On 6/25/2017 12:05 PM, Bruce Dubbs wrote:
Alan Feuerbacher wrote:
In BLFS systemd version 8.0:

Until a few days ago, the commands "sudo -E" and "su root" did what I
expected: they preserved the environment of the original user. Now they
don't, so I've tried to debug what's going on.

For example, I would think that "sudo -E printenv" would return exactly
the same parameters as just "printenv". Isn't that correct?

Not completely. functions are not passed and PATHs are different according to the policy set in the sudoers config file, even with -E. Also, the EUID, USER, etc are different.

After some reading and experimenting, I've found that using -E has no effect, at least, with "sudo -E printenv". The output is exactly the same as with "sudo printenv". I don't understand why -E has no effect.

The command "sudo -V" lists all the environment variables that are always removed, and the ones you've specified to keep with "env_keep ..." in the sudoers file. No surprises there, except that PATH and PYTHONPATH are not kept, no matter what you specify. Why?

This also brings up the behavior of "su", as in "su root" or "su - root". Because by default the PATH is not carried along from the unprivileged user, occasionally compiling stuff in BLFS would get balled up because the lfs user has a certain PATH and root has a different one. The same goes for "sudo", where sometimes "sudo make install" would fail or otherwise do something unexpected.
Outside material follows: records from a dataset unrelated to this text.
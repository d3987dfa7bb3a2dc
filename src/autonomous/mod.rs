//! Autonomous routine chooser
//!
//! The selector is filled once at startup, published to the dashboard, and
//! read once when autonomous starts.

pub mod routine;

pub use routine::{AutoRoutine, AutoRun, AutoStep, DriveCommand};

use thiserror::Error;
use tracing::{debug, info, warn};

use crate::telemetry::DashboardSink;

pub const CHOOSER_NAME: &str = "Auto Mode";

#[derive(Debug, Clone, PartialEq, Error)]
pub enum SelectorError {
    #[error("Unknown autonomous option: {0}")]
    UnknownOption(String),
}

#[derive(Debug, Default)]
pub struct AutoSelector {
    // Insertion order is display order
    options: Vec<(String, AutoRoutine)>,
    default: Option<String>,
    selected: Option<String>,
}

impl AutoSelector {
    pub fn new() -> Self {
        Self::default()
    }

    /// Adds an option and makes it the default.
    pub fn set_default_option(&mut self, name: impl Into<String>, routine: AutoRoutine) {
        let name = name.into();
        if let Some(previous) = &self.default {
            warn!("Replacing default autonomous option '{}' with '{}'", previous, name);
        }
        self.add_option(name.clone(), routine);
        self.default = Some(name);
    }

    /// Adds an option; a name already present is replaced in place.
    pub fn add_option(&mut self, name: impl Into<String>, routine: AutoRoutine) {
        let name = name.into();
        match self.options.iter_mut().find(|(existing, _)| *existing == name) {
            Some(entry) => entry.1 = routine,
            None => {
                debug!("Adding autonomous option '{}'", name);
                self.options.push((name, routine));
            }
        }
    }

    pub fn select(&mut self, name: &str) -> Result<(), SelectorError> {
        if !self.options.iter().any(|(existing, _)| existing == name) {
            return Err(SelectorError::UnknownOption(name.to_string()));
        }
        info!("Autonomous option '{}' selected", name);
        self.selected = Some(name.to_string());
        Ok(())
    }

    /// The selected routine, else the default.
    pub fn selected(&self) -> Option<&AutoRoutine> {
        let name = self.selected.as_ref().or(self.default.as_ref())?;
        self.options
            .iter()
            .find(|(existing, _)| existing == name)
            .map(|(_, routine)| routine)
    }

    pub fn default_name(&self) -> Option<&str> {
        self.default.as_deref()
    }

    pub fn option_names(&self) -> Vec<String> {
        self.options.iter().map(|(name, _)| name.clone()).collect()
    }

    pub fn publish(&self, dashboard: &mut dyn DashboardSink) {
        dashboard.publish_chooser(
            CHOOSER_NAME,
            &self.option_names(),
            self.default_name().unwrap_or(""),
        );
    }
}

#[cfg(test)]
mod tests {
    use super::*;
    use crate::config::OutputsConfig;
    use crate::telemetry::TracingDashboard;

    fn selector() -> AutoSelector {
        let mut selector = AutoSelector::new();
        selector.set_default_option("Basic Auto", AutoRoutine::basic(&OutputsConfig::default()));
        selector.add_option("Do Nothing", AutoRoutine::idle());
        selector
    }

    #[test]
    fn default_is_used_until_something_is_selected() {
        let mut selector = selector();
        assert_eq!(selector.selected().map(AutoRoutine::name), Some("Basic Auto"));

        selector.select("Do Nothing").unwrap();
        assert_eq!(selector.selected().map(AutoRoutine::name), Some("Do Nothing"));
    }

    #[test]
    fn unknown_option_keeps_the_selection() {
        let mut selector = selector();
        assert_eq!(
            selector.select("Five Ball"),
            Err(SelectorError::UnknownOption("Five Ball".to_string()))
        );
        assert_eq!(selector.selected().map(AutoRoutine::name), Some("Basic Auto"));
    }

    #[test]
    fn empty_selector_has_nothing_selected() {
        assert!(AutoSelector::new().selected().is_none());
    }

    #[test]
    fn publish_lists_options_in_order() {
        let mut dashboard = TracingDashboard::default();
        let selector = selector();
        selector.publish(&mut dashboard);

        assert_eq!(selector.option_names(), vec!["Basic Auto", "Do Nothing"]);
        assert_eq!(dashboard.string(CHOOSER_NAME), Some("Basic Auto"));
    }
}
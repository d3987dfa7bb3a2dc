//! Robot lifecycle and the per-tick control function
//!
//! ```text
//! Disabled ◄──► Autonomous ◄──► Teleop
//! ```
//!
//! Every mode change first puts all devices in neutral. In teleop each tick
//! evaluates the binding table, then runs the default drive unless a binding
//! already wrote a drive motor.

pub mod container;
pub mod schedule;

pub use schedule::MatchSchedule;

use std::fmt;
use std::time::Duration;
use tracing::{debug, info, warn};

use crate::autonomous::{AutoRun, AutoSelector, SelectorError};
use crate::bindings::{BindingError, BindingTable, Sealed, TickReport};
use crate::config::RobotConfig;
use crate::controller::InputSnapshot;
use crate::subsystems::Subsystems;
use crate::telemetry::Sinks;

#[derive(Clone, Copy, Debug, PartialEq, Eq)]
pub enum RobotMode {
    Disabled,
    Autonomous,
    Teleop,
}

impl fmt::Display for RobotMode {
    fn fmt(&self, f: &mut fmt::Formatter<'_>) -> fmt::Result {
        let name = match self {
            RobotMode::Disabled => "disabled",
            RobotMode::Autonomous => "autonomous",
            RobotMode::Teleop => "teleop",
        };
        f.write_str(name)
    }
}

pub struct Robot {
    config: RobotConfig,
    subsystems: Subsystems,
    bindings: BindingTable<Sealed>,
    selector: AutoSelector,
    sinks: Sinks,
    mode: RobotMode,
    auto_run: Option<AutoRun>,
    period: Duration,
    ticks: u64,
}

impl Robot {
    /// Wires bindings and the chooser, publishes the chooser and starts the
    /// cameras. The robot starts disabled.
    pub fn new(config: RobotConfig, subsystems: Subsystems, mut sinks: Sinks) -> Result<Self, BindingError> {
        let bindings = container::configure_button_bindings(&config)?;
        let selector = container::configure_autonomous(&config);
        selector.publish(sinks.dashboard.as_mut());
        container::start_cameras(sinks.video.as_mut());

        let period = Duration::from_millis(config.tick.period_ms);
        info!(
            "Robot ready: {} bindings, tick period {:?}",
            bindings.len(),
            period
        );

        Ok(Self {
            config,
            subsystems,
            bindings,
            selector,
            sinks,
            mode: RobotMode::Disabled,
            auto_run: None,
            period,
            ticks: 0,
        })
    }

    pub fn mode(&self) -> RobotMode {
        self.mode
    }

    pub fn period(&self) -> Duration {
        self.period
    }

    pub fn subsystems(&self) -> &Subsystems {
        &self.subsystems
    }

    pub fn bindings(&self) -> &BindingTable<Sealed> {
        &self.bindings
    }

    pub fn auto_run(&self) -> Option<&AutoRun> {
        self.auto_run.as_ref()
    }

    /// Picks the autonomous routine used the next time autonomous starts.
    pub fn select_autonomous(&mut self, name: &str) -> Result<(), SelectorError> {
        self.selector.select(name)
    }

    pub fn set_mode(&mut self, mode: RobotMode) {
        if mode == self.mode {
            return;
        }
        info!("Robot mode {} -> {}", self.mode, mode);

        let failures = self.subsystems.neutral_all();
        if failures > 0 {
            warn!("{} devices failed to go neutral", failures);
        }
        if let Err(e) = self.subsystems.drive.set_max_output(1.0) {
            self.sinks.diagnostics.report("mode change", &e);
        }
        self.auto_run = None;

        match mode {
            RobotMode::Disabled => {}
            RobotMode::Autonomous => {
                // Read once per autonomous period
                self.auto_run = self.selector.selected().map(|routine| routine.start());
                if self.auto_run.is_none() {
                    warn!("No autonomous routine available");
                }
            }
            RobotMode::Teleop => self.bindings.reset_toggles(),
        }

        self.mode = mode;
        self.sinks.dashboard.put_string("mode", &mode.to_string());
    }

    pub fn disable(&mut self) {
        self.set_mode(RobotMode::Disabled);
    }

    /// One control loop iteration, assuming exactly one period has passed.
    pub fn tick(&mut self, snapshot: &InputSnapshot) -> TickReport {
        self.tick_for(snapshot, self.period)
    }

    /// One control loop iteration after `dt` of wall time. Autonomous steps
    /// are timed with `dt`, so late or skipped ticks do not stretch them.
    pub fn tick_for(&mut self, snapshot: &InputSnapshot, dt: Duration) -> TickReport {
        let report = match self.mode {
            RobotMode::Disabled => TickReport::default(),
            RobotMode::Autonomous => {
                if let Some(run) = &mut self.auto_run {
                    run.tick(
                        dt,
                        &mut self.subsystems,
                        self.sinks.diagnostics.as_mut(),
                    );
                }
                TickReport::default()
            }
            RobotMode::Teleop => {
                let report = self.bindings.evaluate(
                    snapshot,
                    &mut self.subsystems,
                    self.sinks.diagnostics.as_mut(),
                );
                if report.wrote_drive() {
                    debug!("Default drive overridden this tick");
                } else {
                    self.default_drive(snapshot);
                }
                report
            }
        };

        self.ticks += 1;
        if self.ticks % u64::from(self.config.tick.telemetry_every_ticks) == 0 {
            self.publish_telemetry();
        }
        report
    }

    // Split-stick arcade from the driver gamepad; stick y is positive down
    fn default_drive(&mut self, snapshot: &InputSnapshot) {
        let (x, y, rot) = snapshot
            .controller(self.config.controllers.driver_port)
            .map(|driver| {
                (
                    -f64::from(driver.left_stick.y),
                    f64::from(driver.left_stick.x),
                    f64::from(driver.right_stick.x),
                )
            })
            .unwrap_or_default();

        if let Err(e) = self.subsystems.drive.drive(x, y, rot, false) {
            self.sinks.diagnostics.report("default drive", &e);
        }
    }

    fn publish_telemetry(&mut self) {
        let dashboard = self.sinks.dashboard.as_mut();
        for device in self.subsystems.devices() {
            dashboard.put_number(device.id().name(), device.last_output());
        }
        dashboard.put_number("drive_max_output", self.subsystems.drive.max_output());
        dashboard.put_number(
            "intake_height_position",
            self.subsystems.intake_height.get_position(),
        );
        if let Some(run) = &self.auto_run {
            let step = run
                .current_step()
                .map(|step| step.label.as_str())
                .unwrap_or("done");
            dashboard.put_string("auto_step", step);
        }
    }
}
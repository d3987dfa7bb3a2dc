//! Start/stop actions on one output target

use std::fmt;
use tracing::debug;

use super::edge::{EdgeSet, FiredEdge};
use super::error::BindingError;
use crate::subsystems::{DeviceError, DeviceId, Subsystems};

/// What an action writes to.
#[derive(Clone, Copy, Debug, PartialEq, Eq)]
pub enum ActionTarget {
    Device(DeviceId),
    /// The drive base output limit, valid within [0, 1]
    DriveMaxOutput,
}

impl ActionTarget {
    pub fn device(&self) -> Option<DeviceId> {
        match self {
            ActionTarget::Device(id) => Some(*id),
            ActionTarget::DriveMaxOutput => None,
        }
    }

    pub fn drive_motor(&self) -> Option<DeviceId> {
        self.device().filter(DeviceId::is_drive)
    }
}

impl fmt::Display for ActionTarget {
    fn fmt(&self, f: &mut fmt::Formatter<'_>) -> fmt::Result {
        match self {
            ActionTarget::Device(id) => write!(f, "{}", id),
            ActionTarget::DriveMaxOutput => f.write_str("drive max output"),
        }
    }
}

#[derive(Clone, Copy, Debug, PartialEq, Eq)]
pub enum ActionMode {
    /// Started and stopped by press/release edges
    Momentary,
    /// Started and stopped on alternating presses
    Toggle,
}

#[derive(Clone, Copy, Debug, PartialEq, Eq)]
pub enum Phase {
    Start,
    Stop,
}

#[derive(Clone, Copy, Debug, PartialEq)]
pub struct CommandAction {
    pub target: ActionTarget,
    pub on_value: f64,
    pub off_value: f64,
    pub mode: ActionMode,
}

impl CommandAction {
    pub fn momentary(target: ActionTarget, on_value: f64, off_value: f64) -> Self {
        Self {
            target,
            on_value,
            off_value,
            mode: ActionMode::Momentary,
        }
    }

    pub fn toggle(target: ActionTarget, on_value: f64, off_value: f64) -> Self {
        Self {
            target,
            on_value,
            off_value,
            mode: ActionMode::Toggle,
        }
    }

    pub fn start(&self, subsystems: &mut Subsystems) -> Result<(), DeviceError> {
        self.apply(subsystems, self.on_value)
    }

    pub fn stop(&self, subsystems: &mut Subsystems) -> Result<(), DeviceError> {
        self.apply(subsystems, self.off_value)
    }

    pub fn run(&self, phase: Phase, subsystems: &mut Subsystems) -> Result<(), DeviceError> {
        match phase {
            Phase::Start => self.start(subsystems),
            Phase::Stop => self.stop(subsystems),
        }
    }

    fn apply(&self, subsystems: &mut Subsystems, value: f64) -> Result<(), DeviceError> {
        debug!("Setting {} to {}", self.target, value);
        match self.target {
            ActionTarget::Device(id) => subsystems.device_mut(id).set_output(value),
            ActionTarget::DriveMaxOutput => subsystems.drive.set_max_output(value),
        }
    }

    /// Toggle actions need exactly the toggled edge, momentary ones any
    /// non-empty mix of press and release.
    pub fn check_edges(&self, edges: &EdgeSet) -> Result<(), BindingError> {
        let compatible = match self.mode {
            ActionMode::Toggle => edges.toggled && !edges.pressed && !edges.released,
            ActionMode::Momentary => !edges.toggled && !edges.is_empty(),
        };
        if compatible {
            Ok(())
        } else {
            Err(BindingError::IncompatibleEdge {
                edges: *edges,
                mode: self.mode,
            })
        }
    }

    /// Which phase a fired edge runs. A release stops the action when the
    /// binding also starts it on press; a release-only binding starts it.
    pub fn phase_for(&self, fired: FiredEdge, edges: &EdgeSet) -> Option<Phase> {
        match (self.mode, fired) {
            (ActionMode::Momentary, FiredEdge::Pressed) => Some(Phase::Start),
            (ActionMode::Momentary, FiredEdge::Released) if edges.pressed => Some(Phase::Stop),
            (ActionMode::Momentary, FiredEdge::Released) => Some(Phase::Start),
            (ActionMode::Toggle, FiredEdge::Toggled { active: true }) => Some(Phase::Start),
            (ActionMode::Toggle, FiredEdge::Toggled { active: false }) => Some(Phase::Stop),
            _ => None,
        }
    }
}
I've found solutions for both problems by reading "man su", "man sudo" and various websearches:

For "su root" and "su - root":

In /etc/login.defs, edit the variables ENV_SUPATH and ENV_PATH to whatever you want them to be after "su ..." The "man su" command tells you about this. In my case:

ENV_PATH    PATH=/usr/local/bin:/bin:/usr/bin . . .
ENV_SUPATH  PATH=/usr/local/sbin:/usr/local/bin . . .

For "sudo":

In /etc/sudoers (I use visudo to edit it) insert the lines:

Defaults !env_reset
# As many of these lines as you want:
Defaults env_keep += "JAVA_HOME ..."
# Not sure if this one is completely legit, but it works:
Defaults secure_path = "/usr/local/sbin: . . ."
# I set this to the same path that "su - root" gives.

This is a lot more complicated than I ever knew!